To this day, Dave has taken zero responsibility for their deaths. That lack of accountability is one of the factors in our decision to remain no contact.


What This Means for Us

For myself, Matthew, Emily, Mateo, my dad Bill… Dave is alive, yet we mourn him as if he were dead. We are no contact. Once the FBI became involved, contact stopped being an option. The only thing left is the truth.

Dave is no longer mine to keep alive or to stop from making bad choices. I will not be the villain for refusing to keep living with a man who brought a kill-or-control mindset home from Afghanistan and turned it on his family.

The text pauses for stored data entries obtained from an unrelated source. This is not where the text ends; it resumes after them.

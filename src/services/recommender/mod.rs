//! Personalized movie recommendations.
//!
//! `recommend` runs one request end to end: resolve the user, fetch their
//! rating history, then either return a cold-start slice of the catalog or
//! assemble candidate features, score them with the frozen classifier and
//! rank. When nothing is scorable the most popular unrated movies are
//! returned instead.

pub mod artifacts;
pub mod assembler;
pub mod classifier;
pub mod embedding;
pub mod encoder;
pub mod error;
pub mod layout;
pub mod ranker;
pub mod scorer;
pub mod vectorizer;

pub use artifacts::{ArtifactManifest, ArtifactSet, Embeddings};
pub use assembler::{AssembledCandidates, CandidateAssembler, FeatureMatrix};
pub use classifier::{Classifier, GbdtClassifier};
pub use embedding::EmbeddingTable;
pub use encoder::{EncodedFeatures, FeatureEncoder};
pub use error::RecommendError;
pub use layout::{FeatureLayout, FeatureSlot, FeatureVariant};
pub use scorer::{ScoredMovie, Scorer};
pub use vectorizer::TfidfVectorizer;

use std::collections::{HashMap, HashSet};
use std::future::Future;
use std::sync::Arc;
use std::time::{Duration, Instant};

use crate::cached;
use crate::config::Config;
use crate::db::{Cache, CacheKey, MovieStore};
use crate::models::{Movie, MovieId, RatingHistory, Recommendation, RecommendationSource, UserId};

/// Tuning knobs of the pipeline
#[derive(Debug, Clone)]
pub struct RecommenderConfig {
    /// Users with fewer ratings than this get the cold-start slice
    pub cold_start_threshold: usize,
    /// Upper bound on the cold-start slice
    pub cold_start_size: usize,
    /// Requests above this are clamped
    pub max_top_n: usize,
    pub store_timeout: Duration,
    pub scoring_timeout: Duration,
    pub cache_ttl_secs: u64,
}

impl Default for RecommenderConfig {
    fn default() -> Self {
        Self {
            cold_start_threshold: 5,
            cold_start_size: 10,
            max_top_n: 100,
            store_timeout: Duration::from_secs(5),
            scoring_timeout: Duration::from_secs(10),
            cache_ttl_secs: 900,
        }
    }
}

impl From<&Config> for RecommenderConfig {
    fn from(config: &Config) -> Self {
        Self {
            cold_start_threshold: config.cold_start_threshold,
            cold_start_size: config.cold_start_size,
            max_top_n: config.max_top_n,
            store_timeout: Duration::from_millis(config.store_timeout_ms),
            scoring_timeout: Duration::from_millis(config.scoring_timeout_ms),
            cache_ttl_secs: config.cache_ttl_secs,
        }
    }
}

/// Recommendation pipeline over a store and a frozen artifact bundle
pub struct Recommender {
    store: Arc<dyn MovieStore>,
    artifacts: Arc<ArtifactSet>,
    config: RecommenderConfig,
    cache: Option<Cache>,
}

impl Recommender {
    pub fn new(store: Arc<dyn MovieStore>, artifacts: Arc<ArtifactSet>, config: RecommenderConfig) -> Self {
        Self {
            store,
            artifacts,
            config,
            cache: None,
        }
    }

    /// Serves repeated requests from Redis while the rating history is unchanged
    pub fn with_cache(mut self, cache: Cache) -> Self {
        self.cache = Some(cache);
        self
    }

    pub fn config(&self) -> &RecommenderConfig {
        &self.config
    }

    /// Up to `top_n` movie ids for `username`, best first
    pub async fn recommend(&self, username: &str, top_n: usize) -> Result<Recommendation, RecommendError> {
        if top_n == 0 {
            return Err(RecommendError::InvalidInput("top_n must be at least 1".to_string()));
        }
        let top_n = top_n.min(self.config.max_top_n);
        let start = Instant::now();

        let user = self
            .with_store_timeout("looking up user", self.store.find_user(username))
            .await?
            .ok_or_else(|| RecommendError::UserNotFound(username.to_string()))?;

        let history = RatingHistory::new(
            self.with_store_timeout("fetching rating history", self.store.rating_history(user.id))
                .await?,
        );

        let cache_key = CacheKey::Recommendations {
            artifact_version: self.artifacts.version().to_string(),
            username: username.to_string(),
            top_n,
            history: history.fingerprint(),
        };

        let recommendation: Recommendation = cached!(
            self.cache.as_ref(),
            cache_key,
            self.config.cache_ttl_secs,
            self.compute(user.id, &history, top_n)
        )?;

        tracing::info!(
            user = %username,
            ratings = history.len(),
            source = ?recommendation.source,
            returned = recommendation.movie_ids.len(),
            elapsed_ms = start.elapsed().as_millis() as u64,
            "Recommendations computed"
        );

        Ok(recommendation)
    }

    /// Like [`Recommender::recommend`] but resolves ids to movies, in ranked order
    pub async fn recommend_movies(
        &self,
        username: &str,
        top_n: usize,
    ) -> Result<(Recommendation, Vec<Movie>), RecommendError> {
        let recommendation = self.recommend(username, top_n).await?;

        let mut by_id: HashMap<MovieId, Movie> = self
            .with_store_timeout(
                "resolving movies",
                self.store.movies_by_ids(&recommendation.movie_ids),
            )
            .await?
            .into_iter()
            .map(|m| (m.id, m))
            .collect();

        let movies = recommendation
            .movie_ids
            .iter()
            .filter_map(|id| by_id.remove(id))
            .collect();

        Ok((recommendation, movies))
    }

    async fn compute(
        &self,
        user_id: UserId,
        history: &RatingHistory,
        top_n: usize,
    ) -> Result<Recommendation, RecommendError> {
        let rated = history.rated_ids();
        let catalog = Arc::new(
            self.with_store_timeout("fetching catalog", self.store.catalog())
                .await?,
        );

        if history.len() < self.config.cold_start_threshold {
            tracing::debug!(
                user_id = %user_id,
                ratings = history.len(),
                threshold = self.config.cold_start_threshold,
                "Cold start, skipping scoring"
            );
            let limit = top_n.min(self.config.cold_start_size);
            return Ok(Recommendation {
                movie_ids: ranker::cold_start(&catalog, &rated, limit),
                source: RecommendationSource::ColdStart,
            });
        }

        match self.personalize(user_id, Arc::clone(&catalog), rated.clone(), top_n).await {
            Ok(movie_ids) => Ok(Recommendation {
                movie_ids,
                source: RecommendationSource::Personalized,
            }),
            Err(RecommendError::EmptyCandidateSet) => {
                tracing::info!(user_id = %user_id, "No scorable candidates, using popular movies");
                Ok(Recommendation {
                    movie_ids: ranker::popular(&catalog, &rated, top_n),
                    source: RecommendationSource::Popular,
                })
            }
            Err(e) => {
                if e.is_artifact_fault() {
                    tracing::error!(error = %e, "Artifacts out of sync with feature assembly");
                }
                Err(e)
            }
        }
    }

    /// Assembles, scores and ranks on the blocking pool under the scoring timeout
    async fn personalize(
        &self,
        user_id: UserId,
        catalog: Arc<Vec<Movie>>,
        rated: HashSet<MovieId>,
        top_n: usize,
    ) -> Result<Vec<MovieId>, RecommendError> {
        let artifacts = Arc::clone(&self.artifacts);
        // A blocking task cannot be aborted, so once the timeout below fires
        // the task notices the same deadline between rows and stops itself.
        let deadline = Instant::now() + self.config.scoring_timeout;

        let task = tokio::task::spawn_blocking(move || -> Result<Vec<MovieId>, RecommendError> {
            let assembled = CandidateAssembler::new(&artifacts).assemble(user_id, &catalog, &rated)?;
            let scored = Scorer::new(artifacts.classifier()).score_until(&assembled.matrix, deadline)?;
            Ok(ranker::rank(scored, &rated, top_n))
        });

        match tokio::time::timeout(self.config.scoring_timeout, task).await {
            Ok(Ok(result)) => result,
            Ok(Err(e)) => Err(RecommendError::ScoringTask(e.to_string())),
            Err(_) => Err(RecommendError::Timeout("scoring candidates")),
        }
    }

    async fn with_store_timeout<T, F>(&self, what: &'static str, fut: F) -> Result<T, RecommendError>
    where
        F: Future<Output = Result<T, sqlx::Error>>,
    {
        match tokio::time::timeout(self.config.store_timeout, fut).await {
            Ok(result) => result.map_err(RecommendError::from),
            Err(_) => Err(RecommendError::Timeout(what)),
        }
    }
}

I held up a mirror. I named what I saw. He made me the enemy for that.

Ultimately, I believe Dave did not want to die. He wanted me gone. Casting me as the problem let him keep the hero costume while erasing me.

I will not carry that story anymore.

We release him. We protect our children. We tell the truth.

BETSY, EMILY, MATTHEW, MATEO, & bILL
Betsy, Emily, & Matty July 2025

To the Reader

If you’ve made it to the end of this, thank you. Thank you for reading what is hard to write and even harder to live.

I opened this by telling you about my time in Monica Lewinsky’s former apartment with Senator Elizabeth Dole—two women who taught me to stand fully in my story. Writing this is me doing exactly that.

Betsy Eves & Senator Elizabeth Dole at her Watergate home

I’m not sharing this for shock or sympathy. I’m sharing it because silence protects the wrong people, and because there are other families living through versions of this right now—without the resources, visibility, or support to speak out.

If this moved you, share it. Talk about it. Ask the hard questions in your own circles about how we protect families, hold people accountable!

We tell the truth so the next person doesn’t have to survive it alone.

7 Comments

  1. Betsy, thank you for sharing your truth. You are such a strong woman. You continue to hold your family down. I am proud of you and what you have endured. I am here for you when you need me.

    Chaplain Ida Carson

    • Betsy Eves

      Thank you for always being on our side, Ida.

  2. Angie B

    The heaviness in my chest and heart for yall, I’m so sorry. I know that doesn’t help but I am. The knot in my stomach reminds me of things we have gone through too and my heart hurts for you. 🙁 hugs

    • Betsy Eves

      Why I share is because it’s all-too-familiar. I don’t want anyone else to have to watch what I watched… maybe this will get the next person to leave sooner. Sending you hugs, Angie.

      • Jenn Paulson

        My heart grieves for your family. You are a pillar of strength and endurance, Betsy. I’m so proud of you.

        • Betsy Eves

          Thank you for leading the way, Jenn. Hugs.

  3. Deborah Richards

    Though vulnerability is hard and scary, the sharing of secrets helps others to not feel alone. I know that has been the case for me, as well as relief that came from being sharing and being seen. You are a shining example of “we can do hard things.”

    I’ve known you for most of the years you were with Dave and have read parts of your story through those years. Thank you for sharing this chapter. Love and strong hugs to you and tour family as you navigate this new reality.